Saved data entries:
- - - - -

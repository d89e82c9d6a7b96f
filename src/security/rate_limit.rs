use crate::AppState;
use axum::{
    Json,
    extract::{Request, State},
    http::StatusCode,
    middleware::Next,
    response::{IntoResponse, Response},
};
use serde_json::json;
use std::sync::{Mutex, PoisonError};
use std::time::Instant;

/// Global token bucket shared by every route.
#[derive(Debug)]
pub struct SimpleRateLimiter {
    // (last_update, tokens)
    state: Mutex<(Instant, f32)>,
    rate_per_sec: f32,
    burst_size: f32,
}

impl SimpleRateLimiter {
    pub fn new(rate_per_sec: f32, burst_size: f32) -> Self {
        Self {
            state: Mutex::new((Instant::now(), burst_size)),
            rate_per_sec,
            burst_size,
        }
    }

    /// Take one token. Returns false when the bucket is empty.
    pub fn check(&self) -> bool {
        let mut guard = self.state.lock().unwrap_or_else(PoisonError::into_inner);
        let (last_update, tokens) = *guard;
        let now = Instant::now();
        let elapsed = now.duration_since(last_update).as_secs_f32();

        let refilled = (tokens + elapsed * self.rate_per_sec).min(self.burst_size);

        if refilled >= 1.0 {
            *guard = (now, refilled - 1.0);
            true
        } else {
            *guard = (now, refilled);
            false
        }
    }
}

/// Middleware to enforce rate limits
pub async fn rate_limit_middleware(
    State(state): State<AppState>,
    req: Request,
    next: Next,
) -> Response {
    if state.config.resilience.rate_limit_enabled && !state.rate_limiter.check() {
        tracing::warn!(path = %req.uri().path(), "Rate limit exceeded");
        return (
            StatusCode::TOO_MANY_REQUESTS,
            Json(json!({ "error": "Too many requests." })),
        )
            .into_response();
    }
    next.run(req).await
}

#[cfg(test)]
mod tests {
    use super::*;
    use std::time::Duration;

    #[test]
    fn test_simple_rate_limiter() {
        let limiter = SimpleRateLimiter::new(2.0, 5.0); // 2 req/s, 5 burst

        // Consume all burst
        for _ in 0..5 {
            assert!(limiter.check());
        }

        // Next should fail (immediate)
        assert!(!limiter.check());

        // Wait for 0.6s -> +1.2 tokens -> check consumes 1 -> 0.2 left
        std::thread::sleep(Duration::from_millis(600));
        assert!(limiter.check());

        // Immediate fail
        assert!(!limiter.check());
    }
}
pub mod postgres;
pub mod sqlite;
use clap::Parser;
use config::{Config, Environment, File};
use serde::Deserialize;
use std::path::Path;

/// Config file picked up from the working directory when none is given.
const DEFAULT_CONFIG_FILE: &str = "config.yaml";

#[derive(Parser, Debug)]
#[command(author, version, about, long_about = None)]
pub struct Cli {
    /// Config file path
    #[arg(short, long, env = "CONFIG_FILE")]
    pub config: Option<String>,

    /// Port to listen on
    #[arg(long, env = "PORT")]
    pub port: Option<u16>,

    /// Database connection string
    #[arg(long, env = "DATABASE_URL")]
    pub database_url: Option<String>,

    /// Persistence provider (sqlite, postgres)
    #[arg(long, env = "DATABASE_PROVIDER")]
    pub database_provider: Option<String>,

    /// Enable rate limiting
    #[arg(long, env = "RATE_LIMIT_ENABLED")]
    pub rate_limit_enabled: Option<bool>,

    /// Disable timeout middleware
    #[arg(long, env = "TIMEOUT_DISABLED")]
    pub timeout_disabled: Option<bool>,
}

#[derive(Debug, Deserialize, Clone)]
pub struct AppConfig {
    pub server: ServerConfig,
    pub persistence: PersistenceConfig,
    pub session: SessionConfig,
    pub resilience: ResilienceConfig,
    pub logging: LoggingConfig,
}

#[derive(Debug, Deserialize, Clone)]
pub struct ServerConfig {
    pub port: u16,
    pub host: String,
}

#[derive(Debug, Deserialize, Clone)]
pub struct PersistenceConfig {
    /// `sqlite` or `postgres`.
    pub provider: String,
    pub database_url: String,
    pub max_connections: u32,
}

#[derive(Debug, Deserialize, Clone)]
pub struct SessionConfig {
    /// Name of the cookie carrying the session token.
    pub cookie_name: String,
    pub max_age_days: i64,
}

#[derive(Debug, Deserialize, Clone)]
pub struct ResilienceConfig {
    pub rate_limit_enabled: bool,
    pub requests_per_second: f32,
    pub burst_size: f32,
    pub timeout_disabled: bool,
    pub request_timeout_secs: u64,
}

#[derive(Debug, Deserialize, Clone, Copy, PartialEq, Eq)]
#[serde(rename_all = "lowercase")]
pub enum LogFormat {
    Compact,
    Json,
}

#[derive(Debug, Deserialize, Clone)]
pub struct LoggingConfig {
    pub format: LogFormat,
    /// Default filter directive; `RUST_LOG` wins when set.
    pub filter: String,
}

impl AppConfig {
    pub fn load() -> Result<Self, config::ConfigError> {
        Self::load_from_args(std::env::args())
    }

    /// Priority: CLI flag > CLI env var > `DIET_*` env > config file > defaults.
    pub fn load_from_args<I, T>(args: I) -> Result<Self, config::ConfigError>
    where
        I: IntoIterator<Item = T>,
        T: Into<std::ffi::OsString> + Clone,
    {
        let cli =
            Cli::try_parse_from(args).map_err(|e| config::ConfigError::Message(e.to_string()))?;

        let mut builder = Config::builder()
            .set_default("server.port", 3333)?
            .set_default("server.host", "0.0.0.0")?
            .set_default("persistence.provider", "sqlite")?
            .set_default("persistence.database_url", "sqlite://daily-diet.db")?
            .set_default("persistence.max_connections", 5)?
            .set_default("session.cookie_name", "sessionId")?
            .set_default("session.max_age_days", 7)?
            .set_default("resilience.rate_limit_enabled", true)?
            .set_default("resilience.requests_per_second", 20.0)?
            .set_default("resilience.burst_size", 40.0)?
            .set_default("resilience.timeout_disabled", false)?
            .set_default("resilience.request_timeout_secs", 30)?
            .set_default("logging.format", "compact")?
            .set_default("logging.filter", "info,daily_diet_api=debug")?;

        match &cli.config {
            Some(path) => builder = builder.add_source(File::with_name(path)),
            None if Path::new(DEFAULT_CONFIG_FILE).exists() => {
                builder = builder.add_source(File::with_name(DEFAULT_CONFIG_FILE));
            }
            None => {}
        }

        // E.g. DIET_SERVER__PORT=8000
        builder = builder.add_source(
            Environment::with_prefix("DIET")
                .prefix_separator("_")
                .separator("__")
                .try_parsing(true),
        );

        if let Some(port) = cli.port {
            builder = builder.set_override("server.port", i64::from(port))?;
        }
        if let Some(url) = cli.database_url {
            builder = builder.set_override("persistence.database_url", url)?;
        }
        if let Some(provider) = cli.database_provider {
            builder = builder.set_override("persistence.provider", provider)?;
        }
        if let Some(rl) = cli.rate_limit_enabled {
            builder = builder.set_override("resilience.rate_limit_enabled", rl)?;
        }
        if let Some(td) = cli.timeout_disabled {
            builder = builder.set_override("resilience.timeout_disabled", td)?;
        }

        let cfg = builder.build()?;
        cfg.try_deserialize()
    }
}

- - - - -

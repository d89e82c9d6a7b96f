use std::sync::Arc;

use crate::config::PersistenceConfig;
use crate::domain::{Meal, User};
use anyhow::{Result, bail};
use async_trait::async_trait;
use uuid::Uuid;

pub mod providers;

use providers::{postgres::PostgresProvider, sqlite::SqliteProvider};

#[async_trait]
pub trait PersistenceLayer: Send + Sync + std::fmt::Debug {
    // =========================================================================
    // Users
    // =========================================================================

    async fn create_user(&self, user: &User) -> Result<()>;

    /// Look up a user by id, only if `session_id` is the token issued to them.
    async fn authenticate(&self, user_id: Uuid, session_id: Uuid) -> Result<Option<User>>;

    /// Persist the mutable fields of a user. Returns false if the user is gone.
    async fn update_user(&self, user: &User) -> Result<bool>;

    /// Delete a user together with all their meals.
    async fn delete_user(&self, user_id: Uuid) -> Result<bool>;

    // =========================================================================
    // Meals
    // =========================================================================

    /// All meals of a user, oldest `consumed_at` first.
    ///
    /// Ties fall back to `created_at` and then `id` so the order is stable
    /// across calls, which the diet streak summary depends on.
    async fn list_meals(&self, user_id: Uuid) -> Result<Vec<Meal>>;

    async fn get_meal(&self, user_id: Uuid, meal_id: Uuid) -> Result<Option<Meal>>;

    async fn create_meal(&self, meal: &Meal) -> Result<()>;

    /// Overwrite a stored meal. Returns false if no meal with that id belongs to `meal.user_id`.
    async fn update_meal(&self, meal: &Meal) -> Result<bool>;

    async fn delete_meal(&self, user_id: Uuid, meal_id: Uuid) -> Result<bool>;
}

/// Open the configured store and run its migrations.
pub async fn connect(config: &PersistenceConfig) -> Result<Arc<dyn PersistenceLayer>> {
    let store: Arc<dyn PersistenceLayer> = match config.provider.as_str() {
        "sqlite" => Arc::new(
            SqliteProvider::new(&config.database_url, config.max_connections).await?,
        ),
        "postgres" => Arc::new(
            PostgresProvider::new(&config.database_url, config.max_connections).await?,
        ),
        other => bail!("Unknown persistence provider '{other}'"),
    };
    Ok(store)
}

- - - - -

§ Problem description
Look above for the line containing "for _ in 0..5" and the line containing "-> 0.2 left". Transcribe both, with the lines between them, exactly.

§ Output
        for _ in 0..5 {
            assert!(limiter.check());
        }

        // Next should fail (immediate)
        assert!(!limiter.check());

        // Wait for 0.6s -> +1.2 tokens -> check consumes 1 -> 0.2 left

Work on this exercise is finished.